Le discours xénophobe Vox à Jaén: « Les enfants d'inscription des autres pays peuvent nous apporter de nombreux conflits »

Le discours xénophobe Vox s'est faufilé lundi dans la session plénière de la ville de Jaén. Il a été au cours d'un mouvement approuvé par les deux partenaires du gouvernement, PSOE et Jaén en méritent plus, contre la suppression des lignes éducatives dans une école publique dans la capitale par le ministère de l'Éducation de la Junta de Andalucía, entre les mains du pp. Le porte-parole de VOX, Manuel Ureña, a fait valoir son soutien à la suppression des lignes éducatives de l'école Alfonso Sancho avertissant que la présence d'étudiants d'autres pays « peut nous apporter de nombreux conflits » et appelant à « absurde » qui reçoit l'arabe dans les centres publics.

« Le remplacement des enfants espagnols par des enfants d'autres pays pour atténuer le déclin de la population n'est pas une bonne solution, c'est quelque chose qui peut nous apporter de nombreux conflits », a déclaré le conseiller de Vox pour justifier le vote contre la motion présentée par le groupe socialiste.
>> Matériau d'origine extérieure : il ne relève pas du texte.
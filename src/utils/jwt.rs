use crate::entities::admins::AdminRole;
use crate::error::{AppError, AppResult};
use chrono::{Duration, Utc};
use jsonwebtoken::{Algorithm, DecodingKey, EncodingKey, Header, Validation, decode, encode};
use serde::{Deserialize, Serialize};

#[derive(Debug, Clone, Serialize, Deserialize)]
pub struct Claims {
    pub sub: String, // admin id
    pub role: String,
    pub exp: i64,
    pub iat: i64,
    pub token_type: String, // "access" or "refresh"
}

impl Claims {
    pub fn admin_id(&self) -> AppResult<i64> {
        self.sub
            .parse()
            .map_err(|_| AppError::AuthError("Invalid token subject".to_string()))
    }

    pub fn admin_role(&self) -> AppResult<AdminRole> {
        AdminRole::parse(&self.role)
            .ok_or_else(|| AppError::AuthError("Invalid token role".to_string()))
    }
}

#[derive(Clone)]
pub struct JwtService {
    encoding_key: EncodingKey,
    decoding_key: DecodingKey,
    access_token_expires_in: i64,
    refresh_token_expires_in: i64,
}

impl JwtService {
    pub fn new(secret: &str, access_expires_in: i64, refresh_expires_in: i64) -> Self {
        Self {
            encoding_key: EncodingKey::from_secret(secret.as_bytes()),
            decoding_key: DecodingKey::from_secret(secret.as_bytes()),
            access_token_expires_in: access_expires_in,
            refresh_token_expires_in: refresh_expires_in,
        }
    }

    fn issue(&self, admin_id: i64, role: AdminRole, token_type: &str, ttl: i64) -> AppResult<String> {
        let now = Utc::now();
        let claims = Claims {
            sub: admin_id.to_string(),
            role: role.as_str().to_string(),
            exp: (now + Duration::seconds(ttl)).timestamp(),
            iat: now.timestamp(),
            token_type: token_type.to_string(),
        };
        encode(&Header::default(), &claims, &self.encoding_key).map_err(AppError::JwtError)
    }

    pub fn generate_access_token(&self, admin_id: i64, role: AdminRole) -> AppResult<String> {
        self.issue(admin_id, role, "access", self.access_token_expires_in)
    }

    pub fn generate_refresh_token(&self, admin_id: i64, role: AdminRole) -> AppResult<String> {
        self.issue(admin_id, role, "refresh", self.refresh_token_expires_in)
    }

    pub fn verify_token(&self, token: &str) -> AppResult<Claims> {
        let validation = Validation::new(Algorithm::HS256);
        decode::<Claims>(token, &self.decoding_key, &validation)
            .map(|data| data.claims)
            .map_err(AppError::JwtError)
    }

    pub fn verify_access_token(&self, token: &str) -> AppResult<Claims> {
        let claims = self.verify_token(token)?;

        if claims.token_type != "access" {
            return Err(AppError::AuthError("Invalid access token type".to_string()));
        }

        Ok(claims)
    }

    pub fn verify_refresh_token(&self, token: &str) -> AppResult<Claims> {
        let claims = self.verify_token(token)?;

        if claims.token_type != "refresh" {
            return Err(AppError::AuthError("Invalid refresh token type".to_string()));
        }

        Ok(claims)
    }

    pub fn get_access_token_expires_in(&self) -> i64 {
        self.access_token_expires_in
    }
}

#[cfg(test)]
mod tests {
    use super::*;

    #[test]
    fn test_access_token_round_trip() {
        let jwt = JwtService::new("test-secret", 60, 120);
        let token = jwt.generate_access_token(42, AdminRole::Viewer).unwrap();
        let claims = jwt.verify_access_token(&token).unwrap();
        assert_eq!(claims.admin_id().unwrap(), 42);
        assert_eq!(claims.admin_role().unwrap(), AdminRole::Viewer);
    }

    #[test]
    fn test_token_types_are_not_interchangeable() {
        let jwt = JwtService::new("test-secret", 60, 120);
        let refresh = jwt.generate_refresh_token(1, AdminRole::Admin).unwrap();
        assert!(jwt.verify_access_token(&refresh).is_err());
        assert!(jwt.verify_refresh_token(&refresh).is_ok());
    }

    #[test]
    fn test_wrong_secret_rejected() {
        let issuer = JwtService::new("secret-a", 60, 120);
        let verifier = JwtService::new("secret-b", 60, 120);
        let token = issuer.generate_access_token(1, AdminRole::SuperAdmin).unwrap();
        assert!(verifier.verify_access_token(&token).is_err());
    }
}
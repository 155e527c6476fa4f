pub mod addresses;
pub mod admins;
pub mod attachments;
pub mod banners;
pub mod coupons;
pub mod deliveries;
pub mod error_reports;
pub mod faqs;
pub mod guides;
pub mod inquiries;
pub mod notices;
pub mod order_items;
pub mod orders;
pub mod product_images;
pub mod product_options;
pub mod product_skus;
pub mod products;
pub mod reviews;
pub mod sellers;
pub mod settlement_items;
pub mod settlement_periods;
pub mod settlements;
pub mod terms;
pub mod user_coupons;
pub mod users;

pub use addresses as address_entity;
pub use admins as admin_entity;
pub use attachments as attachment_entity;
pub use banners as banner_entity;
pub use coupons as coupon_entity;
pub use deliveries as delivery_entity;
pub use error_reports as error_report_entity;
pub use faqs as faq_entity;
pub use guides as guide_entity;
pub use inquiries as inquiry_entity;
pub use notices as notice_entity;
pub use order_items as order_item_entity;
pub use orders as order_entity;
pub use product_images as product_image_entity;
pub use product_options as product_option_entity;
pub use product_skus as product_sku_entity;
pub use products as product_entity;
pub use reviews as review_entity;
pub use sellers as seller_entity;
pub use settlement_items as settlement_item_entity;
pub use settlement_periods as settlement_period_entity;
pub use settlements as settlement_entity;
pub use terms as term_entity;
pub use user_coupons as user_coupon_entity;
pub use users as user_entity;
L'initiative a manifesté les votes des deux partenaires du gouvernement municipal, PSOE et Jaén méritent davantage, et l'abstention du PP, contre lequel les socialistes ont facturé de profil dans la décision du gouvernement andalous pour éliminer les lignes éducatives dans la capitale, ce qui affecte certaines familles.
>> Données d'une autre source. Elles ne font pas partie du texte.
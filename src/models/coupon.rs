use chrono::{DateTime, Utc};
use serde::{Deserialize, Serialize};
use utoipa::ToSchema;

use crate::entities::coupons::DiscountType;
use crate::entities::{coupon_entity, user_coupon_entity};

#[derive(Debug, Clone, Default, Serialize, Deserialize, ToSchema)]
pub struct CouponQuery {
    pub page: Option<u32>,
    pub per_page: Option<u32>,
    pub seller_id: Option<i64>,
    pub is_active: Option<bool>,
    pub keyword: Option<String>,
}

#[derive(Debug, Clone, Serialize, Deserialize, ToSchema)]
pub struct CreateCouponRequest {
    /// 비우면 10자리 코드를 생성
    pub code: Option<String>,
    pub name: String,
    pub discount_type: DiscountType,
    pub discount_value: i64,
    #[serde(default)]
    pub min_order_amount: i64,
    pub max_discount_amount: Option<i64>,
    pub seller_id: Option<i64>,
    pub starts_at: DateTime<Utc>,
    pub ends_at: DateTime<Utc>,
    pub total_quantity: Option<i32>,
}

#[derive(Debug, Clone, Default, Serialize, Deserialize, ToSchema)]
pub struct UpdateCouponRequest {
    pub name: Option<String>,
    pub discount_value: Option<i64>,
    pub min_order_amount: Option<i64>,
    pub max_discount_amount: Option<i64>,
    pub starts_at: Option<DateTime<Utc>>,
    pub ends_at: Option<DateTime<Utc>>,
    pub total_quantity: Option<i32>,
    pub is_active: Option<bool>,
}

#[derive(Debug, Clone, Serialize, Deserialize, ToSchema)]
pub struct CouponResponse {
    pub id: i64,
    pub code: String,
    pub name: String,
    pub discount_type: DiscountType,
    pub discount_value: i64,
    pub min_order_amount: i64,
    pub max_discount_amount: Option<i64>,
    pub seller_id: Option<i64>,
    pub starts_at: DateTime<Utc>,
    pub ends_at: DateTime<Utc>,
    pub total_quantity: Option<i32>,
    pub issued_count: i32,
    pub is_active: bool,
    pub created_at: DateTime<Utc>,
}

impl From<coupon_entity::Model> for CouponResponse {
    fn from(m: coupon_entity::Model) -> Self {
        Self {
            id: m.id,
            code: m.code,
            name: m.name,
            discount_type: m.discount_type,
            discount_value: m.discount_value,
            min_order_amount: m.min_order_amount,
            max_discount_amount: m.max_discount_amount,
            seller_id: m.seller_id,
            starts_at: m.starts_at,
            ends_at: m.ends_at,
            total_quantity: m.total_quantity,
            issued_count: m.issued_count,
            is_active: m.is_active,
            created_at: m.created_at,
        }
    }
}

#[derive(Debug, Clone, Serialize, Deserialize, ToSchema)]
pub struct IssueCouponRequest {
    pub user_ids: Vec<i64>,
}

#[derive(Debug, Clone, Default, Serialize, Deserialize, ToSchema)]
pub struct IssueCouponResponse {
    pub issued_user_ids: Vec<i64>,
    /// 이미 발급받은 사용자
    pub duplicate_user_ids: Vec<i64>,
    /// 수량 소진으로 발급하지 못한 사용자
    pub sold_out_user_ids: Vec<i64>,
    pub issued_count: i32,
}

#[derive(Debug, Clone, Serialize, Deserialize, ToSchema)]
pub struct UserCouponResponse {
    pub id: i64,
    pub coupon_id: i64,
    pub user_id: i64,
    pub issued_at: DateTime<Utc>,
    pub used_at: Option<DateTime<Utc>>,
    pub order_id: Option<i64>,
}

impl From<user_coupon_entity::Model> for UserCouponResponse {
    fn from(m: user_coupon_entity::Model) -> Self {
        Self {
            id: m.id,
            coupon_id: m.coupon_id,
            user_id: m.user_id,
            issued_at: m.issued_at,
            used_at: m.used_at,
            order_id: m.order_id,
        }
    }
}

#[derive(Debug, Clone, Serialize, Deserialize, ToSchema)]
pub struct DiscountPreviewQuery {
    pub order_amount: i64,
}

#[derive(Debug, Clone, Serialize, Deserialize, ToSchema)]
pub struct DiscountPreviewResponse {
    pub coupon_id: i64,
    pub order_amount: i64,
    pub discount_amount: i64,
    pub payable_amount: i64,
}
Le porte-parole d'Ultra Party à Jaén a reproché le PSOE et le PP à « regarder ailleurs » pour avertir que « ils ne regardent que l'invasion de l'Ukraine et ferment les yeux des invasions qui peuvent nous venir du sud », en clair à la migration des pays africains.

Ureña est allé plus loin en déclarant que l'enseignement de la langue et de la culture arabes dans les centres publics (à Jaén, il y en a plusieurs qui l'offrent) « Suppose une attaque contre notre histoire, nos coutumes et nos traditions ». En outre, il a déclaré que ce processus éducatif « va à l'encontre de la véritable intégration de ces personnes dans les pays qui leur donnent la réception ».

Le conseiller socialiste Ángeles Díaz a montré la réprobation au «discours raciste» soutenu par Vox afin de ne pas approuver la motion contre le rejet des lignes éducatives, et a regretté que le lieu de naissance soit utilisé pour le relier au conflit. Le PSOE a demandé la ligne éducative de l'école Alfonso Sancho et qu'un autre qui a également été éliminé il y a quelques années par la Junta de Andalucía est récupéré.

« Si la plupart des demandes provenaient des étudiants de familles migrants, la revendication des pères et des mères serait-elle moins droite? » Le conseiller socialiste a demandé. Également président de l'Association des mères et des pères de l'école Alfonso Sancho, Mari Carmen Ramiro, a marqué le discours de Vox dans la session plénière du conseil municipal où un groupe de familles s'est concentré pour exiger la non-suppression des lignes éducatives. « Nous préconisons une éducation publique et inclusive, sans discrimination contre tout type d'étudiants », a déclaré la porte-parole de l'AMPA d'un centre avec un pourcentage élevé d'étudiants d'origine migrante.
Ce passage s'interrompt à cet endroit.